Wolf hunting still divides Wisconsin

JAYNE BELSKY — Wisconsin Department of Natural Resources

In Madison and other urban parts of the state, wolves are noble creatures  along the lines of Jack London’s White Fang and Buck. In western and northern  Wisconsin, they are killers of the Big Bad variety.

Both views are correct, and both incorrect. Each is a matter of perspective  and personal priorities.

The state Department of Natural Resources has pursued a gray wolf management  plan that should appease both sides, but opinions have not budged much.

Last year, hunters and trappers killed 117 wolves under the DNR-managed plan.  They did not overkill, as some people had feared, remaining within the  constraints set by wildlife managers. An additional 126 died in accidents and  from other causes.

Yet despite nearly 250 deaths in 2012, the total population barely declined.  New wolves were born or moved in, and more than 800 still roam the state. The  DNR management plan calls for 350 wolves as a manageable, long-term population,  though that  figure is under review.

Despite last year’s successful hunt and plans for another this year limited to 251 wolves, a UW-Madison survey found public opinion remains entrenched. Eighty-one percent of respondents said their tolerance for wolves had not changed. At least the portion who had become more tolerant (14 percent) outnumbered those who became less tolerant (5 percent).

Support for hunting remains divided along geographic lines. Three-quarters of people who live in wolf range support it. Fewer than half outside the range do.

The DNR is handling the wolf challenge in a manner that protects people and property but maintains a viable population. All stakeholders have a seat at the table, and scientific data, not emotions, drive decision-making.

It’s easy to sit in Madison, far removed from any real wolf danger, and lament wolf killing. It’s also easy to sit in wolf country and complain about bleeding hearts. The hard thing is accepting Wisconsin’s smart compromise between killing every wolf and letting them run rampant.

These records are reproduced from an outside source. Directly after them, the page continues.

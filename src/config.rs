//! Configuration for the spreadsheet gateway and the service account credentials.

use std::{env, fs, path::PathBuf};

use serde::Deserialize;

use crate::Error;

/// The name of the spreadsheet used when none is configured.
pub const DEFAULT_SHEET_NAME: &str = "Financial Tracker";

/// The environment variable checked for a service account JSON blob when none is configured.
pub const DEFAULT_CREDENTIALS_ENV: &str = "GOOGLE_CREDENTIALS";

/// The credential file used when the environment variable is not set.
pub const DEFAULT_CREDENTIALS_FILE: &str = "credentials.json";

/// The column names of the worksheet, in order.
pub const HEADER: [&str; 7] = ["id", "date", "type", "detail", "price", "qty", "total_price"];

/// Everything the gateway needs to open the worksheet.
#[derive(Debug, Clone, PartialEq)]
pub struct SheetConfig {
    /// The title of the spreadsheet to open, or create if it does not exist.
    pub sheet_name: String,

    /// The expected first row of the worksheet.
    pub header: Vec<String>,

    /// Where to find the service account key.
    pub credentials: CredentialSource,
}

impl Default for SheetConfig {
    fn default() -> Self {
        Self {
            sheet_name: DEFAULT_SHEET_NAME.to_owned(),
            header: HEADER.iter().map(|column| column.to_string()).collect(),
            credentials: CredentialSource::default(),
        }
    }
}

/// Service account credentials are read from an environment variable holding
/// the JSON key, falling back to a JSON key file.
#[derive(Debug, Clone, PartialEq)]
pub struct CredentialSource {
    /// The name of the environment variable that may hold the JSON key.
    pub env_var: String,

    /// The path of the JSON key file.
    pub file: PathBuf,
}

impl Default for CredentialSource {
    fn default() -> Self {
        Self {
            env_var: DEFAULT_CREDENTIALS_ENV.to_owned(),
            file: PathBuf::from(DEFAULT_CREDENTIALS_FILE),
        }
    }
}

impl CredentialSource {
    /// Load the service account key.
    ///
    /// # Errors
    /// Returns [Error::Credentials] if neither the environment variable nor
    /// the file hold a valid service account key.
    pub fn load(&self) -> Result<ServiceAccountKey, Error> {
        self.load_with(|name| env::var(name).ok())
    }

    /// Load the service account key, looking up environment variables with `get_var`.
    ///
    /// # Errors
    /// Returns [Error::Credentials] if neither the environment variable nor
    /// the file hold a valid service account key.
    pub fn load_with<F>(&self, get_var: F) -> Result<ServiceAccountKey, Error>
    where
        F: Fn(&str) -> Option<String>,
    {
        match get_var(&self.env_var) {
            Some(json) if !json.trim().is_empty() => ServiceAccountKey::from_json(&json),
            _ => {
                let json = fs::read_to_string(&self.file).map_err(|error| {
                    Error::Credentials(format!(
                        "${} is not set and {} could not be read: {error}",
                        self.env_var,
                        self.file.display()
                    ))
                })?;

                ServiceAccountKey::from_json(&json)
            }
        }
    }
}

/// The subset of a Google service account key used to request access tokens.
#[derive(Clone, Deserialize, PartialEq)]
pub struct ServiceAccountKey {
    /// The service account's email address, used as the JWT issuer.
    pub client_email: String,

    /// The PEM encoded RSA private key.
    pub private_key: String,

    /// The OAuth token endpoint.
    #[serde(default = "default_token_uri")]
    pub token_uri: String,
}

fn default_token_uri() -> String {
    "https://oauth2.googleapis.com/token".to_owned()
}

impl ServiceAccountKey {
    /// Parse a service account key from its JSON representation.
    pub fn from_json(json: &str) -> Result<Self, Error> {
        serde_json::from_str(json).map_err(|error| Error::Credentials(error.to_string()))
    }
}

// Keep the private key out of the logs.
impl std::fmt::Debug for ServiceAccountKey {
    fn fmt(&self, f: &mut std::fmt::Formatter<'_>) -> std::fmt::Result {
        f.debug_struct("ServiceAccountKey")
            .field("client_email", &self.client_email)
            .field("private_key", &"********")
            .field("token_uri", &self.token_uri)
            .finish()
    }
}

3 thoughts on “Wolf hunting still divides Wisconsin

  1. Coexistence and education is the answer for those that live where wolves roam. The continued execution of OUR wolves is not the answer. To rely on ignorance and not take responsibility for your livestock is not the answer. Pay these ranchers and farmers to go to clinics on wolves and educate them on how to live with wolves. This editorial falls way short of a respect and responsibility model and instead promotes the them against us model, never a good place to go.
    Come on Wisconsin you can do better than this!

  2. @Justin Forte, short but accurate and I agree. May I also add the Wolves are not numbers to be managed! Wolves are very highly evolved creatures, who do the job of ‘wildlife manager’ far better than the DNR could ever hope to. Recently, the Sierra Club sent out an e-mail to me titled ‘ Wolf Blood for Oil ‘. I have been howling out that point in the wilderness while most of the wolf community continues to blame the usual culperts. Nobody in that group of ‘culperts’ can make the government bend over backwards. This is what had people confused as to why, including myself that delisting was such a slam dunk politically. So it is in my nature to explore other possibilities and being involved in the clean water wars and the wolf wars, I started to make connections. Then in researching what’s happened since NAFTA became law, I stumbled upon SPP, then just recently, Obama’s TPP agreement. And in doing this, I found a map that Sierra Club put out showing the KXL and other pipelines meant to carry Tar Sands oil and Natural Gas and Fresh Water along Super Corridors, complete with Super Highways, toll roads for commercial trucking, even giant powerlines. Immediately I realized the routes were not just endangered migratory bird flight paths, they cut through prime known wolf habitat! So armed with this info, I realized this is about energy supply, which is the opium of national security ( remember 3 Days of the Condor?). Nothing makes the federal goverment bend over quicker than big oil and the other super powers using NAFTA and other agreements to put pressure on the president to ‘drill, baby, drill’, so there’s your Sarah Palin connection! You nailed it, Justin, even if you didn’t have all the info yet! I am very impressed! The Wolves are just their trial run at dismantling the ESA and ramming through pipelines no matter what’s endangered. I posted the story of Sarna, Ont. Known as ‘Chemical Valley’ last night on my facebook page as a You Tube video in two parts. Please watch it. Also look up the Super corridor map by Sierra Club on Wikipedia.
    The corporation building these piplines is Enbridge. The same company involved in many spills but mostly notorious for polluting the Kalamazoo River! I have read that the pipelines for the KXL will be constructed in China and fitted in the US by Enbridge. The Wolves are just plain in the wrong place at the wrong time! They are dying for world demand for our oil, gas and drinking water! Corporate greed as usual. The culprits doing the killing are all taking advantage of lax laws. They don’t know why and they don’t care. They just need to kill innocent Wolves because they are f**ked in the head! The true real and present danger is in DC, Ottawa and those nations screaming for oil, our oil! Wolf Blood for Oil.